» **Exercise**
Line by line, retype the whole listing exactly.

» **Exercise input**
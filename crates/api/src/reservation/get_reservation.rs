use crate::{
    error::MpcError,
    shared::usecase::{execute, UseCase},
};
use actix_web::{web, HttpResponse};
use mpc_reservations_api_structs::get_reservation::*;
use mpc_reservations_domain::{ReservationWithCompany, ID};
use mpc_reservations_infra::MpcContext;

pub async fn get_reservation_controller(
    query_params: web::Query<QueryParams>,
    ctx: web::Data<MpcContext>,
) -> Result<HttpResponse, MpcError> {
    let reservation_id = query_params.0.reservation_id.ok_or_else(|| {
        MpcError::BadClientData("Missing query parameter `reservationId`".into())
    })?;

    let usecase = GetReservationUseCase { reservation_id };
    execute(usecase, &ctx)
        .await
        .map(|usecase_res| HttpResponse::Ok().json(APIResponse::new(usecase_res.reservation)))
        .map_err(MpcError::from)
}

#[derive(Debug)]
struct GetReservationUseCase {
    reservation_id: ID,
}

#[derive(Debug)]
struct UseCaseRes {
    pub reservation: ReservationWithCompany,
}

#[derive(Debug)]
enum UseCaseError {
    ReservationNotFound(ID),
    StorageError,
}

impl From<UseCaseError> for MpcError {
    fn from(e: UseCaseError) -> Self {
        match e {
            UseCaseError::ReservationNotFound(id) => {
                Self::NotFound(format!("A reservation with id: {}, was not found.", id))
            }
            UseCaseError::StorageError => Self::InternalError,
        }
    }
}

#[async_trait::async_trait(?Send)]
impl UseCase for GetReservationUseCase {
    type Response = UseCaseRes;

    type Error = UseCaseError;

    const NAME: &'static str = "GetReservation";

    async fn execute(&mut self, ctx: &MpcContext) -> Result<Self::Response, Self::Error> {
        let reservation = ctx
            .repos
            .reservations
            .find(&self.reservation_id)
            .await
            .map_err(|_| UseCaseError::StorageError)?;

        match reservation {
            Some(reservation) => Ok(UseCaseRes { reservation }),
            None => Err(UseCaseError::ReservationNotFound(
                self.reservation_id.clone(),
            )),
        }
    }
}

#[cfg(test)]
mod tests {
    use super::*;
    use mpc_reservations_domain::{Company, Reservation};

    #[actix_web::main]
    #[test]
    async fn it_finds_reservation_with_company() {
        let ctx = MpcContext::create_inmemory();
        let company = Company::new("Acme");
        ctx.repos
            .companies
            .insert(&company)
            .await
            .expect("To insert company");
        let reservation = Reservation::new("phone", company.id.clone());
        ctx.repos
            .reservations
            .insert(&reservation)
            .await
            .expect("To insert reservation");

        let mut usecase = GetReservationUseCase {
            reservation_id: reservation.id.clone(),
        };
        let res = usecase.execute(&ctx).await.expect("To find reservation");
        assert_eq!(res.reservation.id, reservation.id);
        assert_eq!(res.reservation.company.name, "Acme");
    }

    #[actix_web::main]
    #[test]
    async fn unknown_reservation_is_not_found() {
        let ctx = MpcContext::create_inmemory();

        let mut usecase = GetReservationUseCase {
            reservation_id: Default::default(),
        };
        assert!(matches!(
            usecase.execute(&ctx).await,
            Err(UseCaseError::ReservationNotFound(_))
        ));
    }
}
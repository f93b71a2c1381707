use super::ICompanyRepo;
use crate::repos::shared::inmemory_repo::*;
use mpc_reservations_domain::{Company, ID};

pub struct InMemoryCompanyRepo {
    companies: std::sync::Mutex<Vec<Company>>,
}

impl InMemoryCompanyRepo {
    pub fn new() -> Self {
        Self {
            companies: std::sync::Mutex::new(vec![]),
        }
    }

    pub(crate) fn get(&self, company_id: &ID) -> Option<Company> {
        find(company_id, &self.companies)
    }
}

#[async_trait::async_trait]
impl ICompanyRepo for InMemoryCompanyRepo {
    async fn insert(&self, company: &Company) -> anyhow::Result<()> {
        insert(company, &self.companies);
        Ok(())
    }

    async fn update_name(&self, company_id: &ID, name: &str) -> anyhow::Result<Company> {
        let mut company = find(company_id, &self.companies)
            .ok_or_else(|| anyhow::anyhow!("No company with id: {}", company_id))?;
        company.name = name.into();
        save(&company, &self.companies);

        Ok(company)
    }

    async fn find_all(&self) -> anyhow::Result<Vec<Company>> {
        let mut companies = find_by(&self.companies, |_| true);
        companies.sort_by(|c1, c2| c1.name.cmp(&c2.name));

        Ok(companies)
    }

    async fn delete(&self, company_id: &ID) -> Option<Company> {
        delete(company_id, &self.companies)
    }
}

» **Worked solution**
filename crates/api/src/reservation/get_reservation.rs
use crate::{
    error::MpcError,
    shared::usecase::{execute, UseCase},
};
use actix_web::{web, HttpResponse};
use mpc_reservations_api_structs::get_reservation::*;
use mpc_reservations_domain::{ReservationWithCompany, ID};
use mpc_reservations_infra::MpcContext;

pub async fn get_reservation_controller(
    query_params: web::Query<QueryParams>,
    ctx: web::Data<MpcContext>,
) -> Result<HttpResponse, MpcError> {
    let reservation_id = query_params.0.reservation_id.ok_or_else(|| {
        MpcError::BadClientData("Missing query parameter `reservationId`".into())
    })?;

    let usecase = GetReservationUseCase { reservation_id };
    execute(usecase, &ctx)
        .await
        .map(|usecase_res| HttpResponse::Ok().json(APIResponse::new(usecase_res.reservation)))
        .map_err(MpcError::from)
}

#[derive(Debug)]
struct GetReservationUseCase {
    reservation_id: ID,
}

#[derive(Debug)]
struct UseCaseRes {
    pub reservation: ReservationWithCompany,
}

#[derive(Debug)]
enum UseCaseError {
    ReservationNotFound(ID),
    StorageError,
}

impl From<UseCaseError> for MpcError {
    fn from(e: UseCaseError) -> Self {
        match e {
            UseCaseError::ReservationNotFound(id) => {
                Self::NotFound(format!("A reservation with id: {}, was not found.", id))
            }
            UseCaseError::StorageError => Self::InternalError,
        }
    }
}

#[async_trait::async_trait(?Send)]
impl UseCase for GetReservationUseCase {
    type Response = UseCaseRes;

    type Error = UseCaseError;

    const NAME: &'static str = "GetReservation";

    async fn execute(&mut self, ctx: &MpcContext) -> Result<Self::Response, Self::Error> {
        let reservation = ctx
            .repos
            .reservations
            .find(&self.reservation_id)
            .await
            .map_err(|_| UseCaseError::StorageError)?;

        match reservation {
            Some(reservation) => Ok(UseCaseRes { reservation }),
            None => Err(UseCaseError::ReservationNotFound(
                self.reservation_id.clone(),
            )),
        }
    }
}

#[cfg(test)]
mod tests {
    use super::*;
    use mpc_reservations_domain::{Company, Reservation};

    #[actix_web::main]
    #[test]
    async fn it_finds_reservation_with_company() {
        let ctx = MpcContext::create_inmemory();
        let company = Company::new("Acme");
        ctx.repos
            .companies
            .insert(&company)
            .await
            .expect("To insert company");
        let reservation = Reservation::new("phone", company.id.clone());
        ctx.repos
            .reservations
            .insert(&reservation)
            .await
            .expect("To insert reservation");

        let mut usecase = GetReservationUseCase {
            reservation_id: reservation.id.clone(),
        };
        let res = usecase.execute(&ctx).await.expect("To find reservation");
        assert_eq!(res.reservation.id, reservation.id);
        assert_eq!(res.reservation.company.name, "Acme");
    }

    #[actix_web::main]
    #[test]
    async fn unknown_reservation_is_not_found() {
        let ctx = MpcContext::create_inmemory();

        let mut usecase = GetReservationUseCase {
            reservation_id: Default::default(),
        };
        assert!(matches!(
            usecase.execute(&ctx).await,
            Err(UseCaseError::ReservationNotFound(_))
        ));
    }
}
repository f93b71a2c1381707
use super::ICompanyRepo;
use crate::repos::shared::inmemory_repo::*;
use mpc_reservations_domain::{Company, ID};

pub struct InMemoryCompanyRepo {
    companies: std::sync::Mutex<Vec<Company>>,
}

impl InMemoryCompanyRepo {
    pub fn new() -> Self {
        Self {
            companies: std::sync::Mutex::new(vec![]),
        }
    }

    pub(crate) fn get(&self, company_id: &ID) -> Option<Company> {
        find(company_id, &self.companies)
    }
}

#[async_trait::async_trait]
impl ICompanyRepo for InMemoryCompanyRepo {
    async fn insert(&self, company: &Company) -> anyhow::Result<()> {
        insert(company, &self.companies);
        Ok(())
    }

    async fn update_name(&self, company_id: &ID, name: &str) -> anyhow::Result<Company> {
        let mut company = find(company_id, &self.companies)
            .ok_or_else(|| anyhow::anyhow!("No company with id: {}", company_id))?;
        company.name = name.into();
        save(&company, &self.companies);

        Ok(company)
    }

    async fn find_all(&self) -> anyhow::Result<Vec<Company>> {
        let mut companies = find_by(&self.companies, |_| true);
        companies.sort_by(|c1, c2| c1.name.cmp(&c2.name));

        Ok(companies)
    }

    async fn delete(&self, company_id: &ID) -> Option<Company> {
        delete(company_id, &self.companies)
    }
}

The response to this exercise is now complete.